The protein represented here is PDBid: 2eve. All figures are derived from the Northeast Structural Genomics Consortium structure gallery (http://nmr.cabm.rutgers.edu:9090/gallery/jsp/Gallery.jsp). AstexViewer 2.0 [49] is used for visualization. (A) Superposition of 2eve structure (gray) and of the structure of a homolog (blue, PDBid: 2ar1), using Skan [59]. 2eve hosts three co-crystallized small non-functional ligands (green; ball and stick). Three structurally aligned residues of 2eve and 2ar1 are also shown (red and yellow; ball and stick). (B) Surface residue conservation: Conserved residues (mauve) versus variable residues (cyan).
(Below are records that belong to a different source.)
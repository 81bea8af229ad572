//! Named scalar domains owning an ordered collection of fuzzy sets

use serde::{Deserialize, Serialize};

use crate::fuzzy::set::FuzzySet;

/// A named input or output domain
///
/// Owns its sets in insertion order plus the membership degrees cached by
/// the last `fuzzify` call. Sets may overlap; there is no normalization
/// invariant across them.
#[derive(Debug, Clone, Serialize, Deserialize)]
pub struct FuzzyVariable {
    name: String,
    min: f64,
    max: f64,
    sets: Vec<FuzzySet>,
    #[serde(skip)]
    degrees: Vec<f64>,
}

impl FuzzyVariable {
    pub fn new(name: impl Into<String>, min: f64, max: f64) -> Self {
        Self {
            name: name.into(),
            min,
            max,
            sets: Vec::new(),
            degrees: Vec::new(),
        }
    }

    /// Register a labeled set. Labels should be unique for meaningful
    /// defuzzification; this is not enforced.
    pub fn add(mut self, set: FuzzySet) -> Self {
        self.sets.push(set);
        self.degrees.push(0.0);
        self
    }

    pub fn name(&self) -> &str {
        &self.name
    }

    pub fn min(&self) -> f64 {
        self.min
    }

    pub fn max(&self) -> f64 {
        self.max
    }

    /// Midpoint of the domain, the safe default when no rule fires
    pub fn midpoint(&self) -> f64 {
        (self.min + self.max) / 2.0
    }

    pub fn sets(&self) -> &[FuzzySet] {
        &self.sets
    }

    /// Compute and cache the membership degree of every set at `crisp`
    pub fn fuzzify(&mut self, crisp: f64) {
        if self.degrees.len() != self.sets.len() {
            self.degrees.resize(self.sets.len(), 0.0);
        }
        for (i, set) in self.sets.iter().enumerate() {
            self.degrees[i] = set.membership(crisp);
        }
    }

    /// Cached membership degree of the labeled set, if it exists
    pub fn degree_of(&self, label: &str) -> Option<f64> {
        self.sets
            .iter()
            .position(|s| s.label() == label)
            .map(|i| self.degrees.get(i).copied().unwrap_or(0.0))
    }

    /// Look up a set by label
    pub fn set(&self, label: &str) -> Option<&FuzzySet> {
        self.sets.iter().find(|s| s.label() == label)
    }
}
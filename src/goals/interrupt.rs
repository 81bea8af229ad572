//! The interrupt protocol applied uniformly to composite goals
//!
//! Each goal owns an `InterruptPolicy` and delegates to it; there is no
//! runtime capability injection. The gate is deliberately strict at the
//! boundary: a challenger sitting exactly at `current + min_priority_gap`
//! is rejected, one point above is accepted.

use serde::{Deserialize, Serialize};

use crate::core::config::config;
use crate::core::types::TimeMs;
use crate::goals::goal::Goal;
use crate::goals::priority::GoalPriority;
use crate::world::AgentState;

/// Preemption gate state carried by every goal
#[derive(Debug, Clone, Serialize, Deserialize)]
pub struct InterruptPolicy {
    /// Hard off-switch; a non-interruptible goal runs to completion
    pub interruptible: bool,
    /// Minimum commitment time before any interruption is considered
    pub min_duration_ms: TimeMs,
    /// Minimum priority-point advantage a challenger needs
    pub min_priority_gap: i32,
    activated_at: Option<TimeMs>,
}

impl InterruptPolicy {
    pub fn new(min_priority_gap: i32, min_duration_ms: TimeMs) -> Self {
        Self {
            interruptible: true,
            min_duration_ms,
            min_priority_gap,
            activated_at: None,
        }
    }

    /// Policy with the config-wide base gap and commitment window
    pub fn base() -> Self {
        let cfg = config();
        Self::new(cfg.min_priority_gap, cfg.min_goal_duration_ms)
    }

    /// Tighter gate shared by the resource goals
    pub fn resource() -> Self {
        let cfg = config();
        Self::new(cfg.resource_priority_gap, cfg.min_goal_duration_ms)
    }

    pub fn locked(mut self) -> Self {
        self.interruptible = false;
        self
    }

    /// Record activation time; called from `Goal::activate`
    pub fn on_activated(&mut self, now: TimeMs) {
        self.activated_at = Some(now);
    }

    /// Clear activation state; called from `Goal::terminate`
    pub fn on_terminated(&mut self) {
        self.activated_at = None;
    }

    /// Milliseconds since activation (0 if not active)
    pub fn elapsed(&self, now: TimeMs) -> TimeMs {
        self.activated_at
            .map(|t| now.saturating_sub(t))
            .unwrap_or(0)
    }

    /// The base interruption gate.
    ///
    /// Being under fire overrides every protection: a bot standing on a
    /// medkit while taking hits must be allowed to fight back.
    pub fn can_interrupt(&self, now: TimeMs, at_critical_phase: bool, under_fire: bool) -> bool {
        if under_fire {
            return true;
        }
        if !self.interruptible {
            return false;
        }
        if self.elapsed(now) < self.min_duration_ms {
            return false;
        }
        if at_critical_phase {
            return false;
        }
        true
    }
}

impl Default for InterruptPolicy {
    fn default() -> Self {
        Self::base()
    }
}

/// Decide whether `challenger_priority` preempts the current goal.
///
/// 1. The current goal must consent via `can_interrupt`.
/// 2. The challenger must strictly outrank the current priority.
/// 3. The advantage must exceed the current goal's `min_priority_gap`.
pub fn should_interrupt_for(
    current: &dyn Goal,
    agent: &AgentState,
    challenger_priority: GoalPriority,
    now: TimeMs,
) -> bool {
    if !current.can_interrupt(agent, now) {
        return false;
    }
    let gap = challenger_priority.value() - current.priority(agent).value();
    if gap <= 0 {
        return false;
    }
    gap > current.policy().min_priority_gap
}
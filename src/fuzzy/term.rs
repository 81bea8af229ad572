//! Antecedent expression trees
//!
//! A closed tagged variant evaluated by recursion: AND takes the minimum of
//! its operands, OR the maximum. No combinator objects, no dynamic dispatch.

use serde::{Deserialize, Serialize};

/// One node of a rule antecedent
#[derive(Debug, Clone, Serialize, Deserialize)]
pub enum FuzzyTerm {
    /// Membership of `variable` in the labeled `set`
    Is { variable: String, set: String },
    And(Box<FuzzyTerm>, Box<FuzzyTerm>),
    Or(Box<FuzzyTerm>, Box<FuzzyTerm>),
}

impl FuzzyTerm {
    pub fn is(variable: impl Into<String>, set: impl Into<String>) -> Self {
        FuzzyTerm::Is {
            variable: variable.into(),
            set: set.into(),
        }
    }

    pub fn and(self, other: FuzzyTerm) -> Self {
        FuzzyTerm::And(Box::new(self), Box::new(other))
    }

    pub fn or(self, other: FuzzyTerm) -> Self {
        FuzzyTerm::Or(Box::new(self), Box::new(other))
    }

    /// Visit every leaf reference in the tree
    pub fn for_each_leaf(&self, f: &mut impl FnMut(&str, &str)) {
        match self {
            FuzzyTerm::Is { variable, set } => f(variable, set),
            FuzzyTerm::And(a, b) | FuzzyTerm::Or(a, b) => {
                a.for_each_leaf(f);
                b.for_each_leaf(f);
            }
        }
    }
}
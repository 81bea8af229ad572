//! Labeled linguistic regions with piecewise-linear membership

use serde::{Deserialize, Serialize};

/// A labeled fuzzy set over a numeric range
///
/// Immutable after construction. Membership is piecewise linear from 2-3
/// breakpoints; shoulders saturate at full membership past their peak.
#[derive(Debug, Clone, Serialize, Deserialize)]
pub struct FuzzySet {
    label: String,
    shape: SetShape,
}

/// Membership function shapes
#[derive(Debug, Clone, Copy, Serialize, Deserialize)]
pub enum SetShape {
    /// Full membership for x <= peak, linear falloff to zero at right
    LeftShoulder { peak: f64, right: f64 },
    /// Linear rise from left, peak of 1.0, linear fall to right
    Triangular { left: f64, peak: f64, right: f64 },
    /// Linear rise from left to peak, full membership for x >= peak
    RightShoulder { left: f64, peak: f64 },
}

impl FuzzySet {
    /// Shoulder saturated toward the low end of the domain
    pub fn left_shoulder(label: impl Into<String>, peak: f64, right: f64) -> Self {
        Self {
            label: label.into(),
            shape: SetShape::LeftShoulder { peak, right },
        }
    }

    /// Symmetric or skewed triangle
    pub fn triangular(label: impl Into<String>, left: f64, peak: f64, right: f64) -> Self {
        Self {
            label: label.into(),
            shape: SetShape::Triangular { left, peak, right },
        }
    }

    /// Shoulder saturated toward the high end of the domain
    pub fn right_shoulder(label: impl Into<String>, left: f64, peak: f64) -> Self {
        Self {
            label: label.into(),
            shape: SetShape::RightShoulder { left, peak },
        }
    }

    pub fn label(&self) -> &str {
        &self.label
    }

    /// Membership degree of a crisp value, always in [0, 1]
    pub fn membership(&self, x: f64) -> f64 {
        let degree = match self.shape {
            SetShape::LeftShoulder { peak, right } => {
                if x <= peak {
                    1.0
                } else {
                    ramp_down(x, peak, right)
                }
            }
            SetShape::Triangular { left, peak, right } => {
                if x <= peak {
                    ramp_up(x, left, peak)
                } else {
                    ramp_down(x, peak, right)
                }
            }
            SetShape::RightShoulder { left, peak } => {
                if x >= peak {
                    1.0
                } else {
                    ramp_up(x, left, peak)
                }
            }
        };
        degree.clamp(0.0, 1.0)
    }
}

/// Linear rise from 0 at `from` to 1 at `to`; degenerate spans snap to a step
fn ramp_up(x: f64, from: f64, to: f64) -> f64 {
    if to - from <= f64::EPSILON {
        if x >= to { 1.0 } else { 0.0 }
    } else {
        (x - from) / (to - from)
    }
}

/// Linear fall from 1 at `from` to 0 at `to`
fn ramp_down(x: f64, from: f64, to: f64) -> f64 {
    if to - from <= f64::EPSILON {
        if x <= from { 1.0 } else { 0.0 }
    } else {
        (to - x) / (to - from)
    }
}
//! Typed evaluation surface over the nine fuzzy models
//!
//! Every method follows the same contract: sanitize inputs, fuzzify in a
//! fixed order, defuzzify, clamp, and on any internal fault return the
//! documented neutral default. A malformed sensor reading must never stall
//! an agent's decision loop.

use crate::core::config::config;
use crate::decision::rulebase;
use crate::fuzzy::{FuzzyError, FuzzyModule};

/// Neutral defaults returned when an evaluation faults
mod defaults {
    pub const AGGRESSION: f64 = 0.5;
    pub const URGENCY: f64 = 0.5;
    pub const WEAPON_BIAS: f64 = 0.5;
    pub const GOAL_BIAS: f64 = 0.5;
    pub const TACTICAL: f64 = 0.5;
    pub const STRESS: f64 = 0.5;
    pub const CONFIDENCE: f64 = 0.7;
    pub const FATIGUE: f64 = 0.0;
    pub const EMOTION: f64 = 1.0;
}

/// Crisp output of the emotional-impact model
#[derive(Debug, Clone, Copy, PartialEq)]
pub struct EmotionalImpact {
    /// Multiplier on aim accuracy, 1.0 = unimpaired
    pub accuracy_mod: f64,
    /// Multiplier on decision cadence, 1.0 = unimpaired
    pub decision_speed: f64,
}

impl Default for EmotionalImpact {
    fn default() -> Self {
        Self {
            accuracy_mod: defaults::EMOTION,
            decision_speed: defaults::EMOTION,
        }
    }
}

/// Owns the nine fuzzy models, built once at agent creation
pub struct DecisionEngine {
    combat: FuzzyModule,
    survival: FuzzyModule,
    weapon: FuzzyModule,
    goal: FuzzyModule,
    tactical: FuzzyModule,
    stress: FuzzyModule,
    confidence: FuzzyModule,
    fatigue: FuzzyModule,
    emotion: FuzzyModule,
}

impl DecisionEngine {
    pub fn new() -> Self {
        let engine = Self {
            combat: rulebase::combat_module(),
            survival: rulebase::survival_module(),
            weapon: rulebase::weapon_module(),
            goal: rulebase::goal_module(),
            tactical: rulebase::tactical_module(),
            stress: rulebase::stress_module(),
            confidence: rulebase::confidence_module(),
            fatigue: rulebase::fatigue_module(),
            emotion: rulebase::emotion_module(),
        };
        // The rule base is static; a broken reference is a programmer error.
        debug_assert!(engine.combat.validate().is_ok());
        debug_assert!(engine.survival.validate().is_ok());
        debug_assert!(engine.weapon.validate().is_ok());
        debug_assert!(engine.goal.validate().is_ok());
        debug_assert!(engine.tactical.validate().is_ok());
        debug_assert!(engine.stress.validate().is_ok());
        debug_assert!(engine.confidence.validate().is_ok());
        debug_assert!(engine.fatigue.validate().is_ok());
        debug_assert!(engine.emotion.validate().is_ok());
        engine
    }

    /// How hard to press the current fight, in [0,1].
    ///
    /// A nonzero `personality_bias` (typically the bot's aggression trait)
    /// is blended in at `1 - aggression_fuzzy_weight`.
    pub fn evaluate_combat_aggression(
        &mut self,
        threat: f64,
        health: f64,
        ammo: f64,
        personality_bias: f64,
    ) -> f64 {
        let fuzzy = run(
            &mut self.combat,
            &[("threat", threat), ("health", health), ("ammo", ammo)],
            "aggression",
            defaults::AGGRESSION,
        );
        let blended = if personality_bias != 0.0 && personality_bias.is_finite() {
            let w = config().aggression_fuzzy_weight as f64;
            fuzzy * w + personality_bias * (1.0 - w)
        } else {
            fuzzy
        };
        blended.clamp(0.0, 1.0)
    }

    /// How urgently to break off for a health pickup, in [0,1]
    pub fn evaluate_survival_urgency(
        &mut self,
        health: f64,
        health_item_distance: f64,
        pressure: f64,
    ) -> f64 {
        run(
            &mut self.survival,
            &[
                ("health", health),
                ("item_distance", health_item_distance),
                ("pressure", pressure),
            ],
            "urgency",
            defaults::URGENCY,
        )
    }

    /// Preferred weapon class for the engagement, in [0,1]
    /// (0 favors close-range spread, 1 favors precise long-range fire)
    pub fn evaluate_weapon_preference(
        &mut self,
        distance: f64,
        weapon_ammo: f64,
        accuracy_need: f64,
    ) -> f64 {
        run(
            &mut self.weapon,
            &[
                ("distance", distance),
                ("weapon_ammo", weapon_ammo),
                ("accuracy_need", accuracy_need),
            ],
            "weapon_bias",
            defaults::WEAPON_BIAS,
        )
    }

    /// Which family of goals deserves the tick, in [0,1]
    /// (0 survive, 0.5 fight, 1 explore)
    pub fn evaluate_goal_bias(
        &mut self,
        survival_need: f64,
        combat_opportunity: f64,
        explore_value: f64,
    ) -> f64 {
        run(
            &mut self.goal,
            &[
                ("survival_need", survival_need),
                ("combat_opportunity", combat_opportunity),
                ("explore_value", explore_value),
            ],
            "goal_bias",
            defaults::GOAL_BIAS,
        )
    }

    /// Whether to hold or reposition, in [0,1] (1 = reposition now)
    pub fn evaluate_tactical_response(&mut self, cover_distance: f64, threat_direction: f64) -> f64 {
        run(
            &mut self.tactical,
            &[
                ("cover_distance", cover_distance),
                ("threat_direction", threat_direction),
            ],
            "response",
            defaults::TACTICAL,
        )
    }

    /// Current stress level, in [0,1]
    pub fn evaluate_stress(&mut self, combat_intensity: f64, health_status: f64) -> f64 {
        run(
            &mut self.stress,
            &[
                ("combat_intensity", combat_intensity),
                ("health_status", health_status),
            ],
            "stress",
            defaults::STRESS,
        )
    }

    /// Confidence from recent results, in [0,1]; faults read as mildly
    /// confident (0.7) rather than neutral so a broken sensor does not make
    /// the bot timid.
    pub fn evaluate_confidence(&mut self, performance_ratio: f64, success_rate: f64) -> f64 {
        run(
            &mut self.confidence,
            &[
                ("performance_ratio", performance_ratio),
                ("success_rate", success_rate),
            ],
            "confidence",
            defaults::CONFIDENCE,
        )
    }

    /// Skill degradation from sustained combat, in [0,1]; faults read as
    /// fresh (0.0).
    pub fn evaluate_fatigue(&mut self, time_in_combat_secs: f64, current_fatigue: f64) -> f64 {
        run(
            &mut self.fatigue,
            &[
                ("time_in_combat", time_in_combat_secs),
                ("current_fatigue", current_fatigue),
            ],
            "degradation",
            defaults::FATIGUE,
        )
    }

    /// Accuracy and decision-speed multipliers from emotional state.
    ///
    /// Faults read as unimpaired (1.0 each).
    pub fn evaluate_emotional_impact(
        &mut self,
        emotional_load: f64,
        composure: f64,
    ) -> EmotionalImpact {
        let inputs = [("emotional_load", emotional_load), ("composure", composure)];
        match feed(&mut self.emotion, &inputs) {
            Ok(()) => {
                let accuracy_mod = self
                    .emotion
                    .defuzzify("accuracy_mod")
                    .map(|v| v.clamp(0.0, 1.0))
                    .unwrap_or_else(|err| fault("accuracy_mod", err, defaults::EMOTION));
                let decision_speed = self
                    .emotion
                    .defuzzify("decision_speed")
                    .map(|v| v.clamp(0.0, 1.0))
                    .unwrap_or_else(|err| fault("decision_speed", err, defaults::EMOTION));
                EmotionalImpact {
                    accuracy_mod,
                    decision_speed,
                }
            }
            Err(err) => {
                tracing::warn!(%err, "emotional impact fell back to defaults");
                EmotionalImpact::default()
            }
        }
    }
}

impl Default for DecisionEngine {
    fn default() -> Self {
        Self::new()
    }
}

/// Fuzzify the inputs in order, defuzzify the output, clamp to [0,1];
/// resolve any fault to `default`.
fn run(module: &mut FuzzyModule, inputs: &[(&str, f64)], output: &str, default: f64) -> f64 {
    let result = feed(module, inputs).and_then(|()| module.defuzzify(output));
    match result {
        Ok(value) => value.clamp(0.0, 1.0),
        Err(err) => fault(output, err, default),
    }
}

fn feed(module: &mut FuzzyModule, inputs: &[(&str, f64)]) -> Result<(), FuzzyError> {
    for &(name, value) in inputs {
        module.fuzzify(name, value)?;
    }
    Ok(())
}

fn fault(output: &str, err: FuzzyError, default: f64) -> f64 {
    tracing::warn!(output, %err, "fuzzy evaluation fell back to default");
    default
}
Conservation is calculated as follows: homologs of 2eve are collected using three iterations of PSI-BLAST [15] retaining all homologs with E-value<10−3 and reducing redundancy at 80% sequence identity with CD-HIT [85]. Then, a multiple sequence alignment is created using CLUSTALW [86]. Finally, the multiple sequence alignment is used as input to ConSurf [54], which uses it to calculate residue conservation. (C) Residue conservation within the protein largest cavity (as defined by SCREEN [87]). (D) 2eve surface electrostatic potential (using GRASP2 [59]) (positive in blue, negative in red).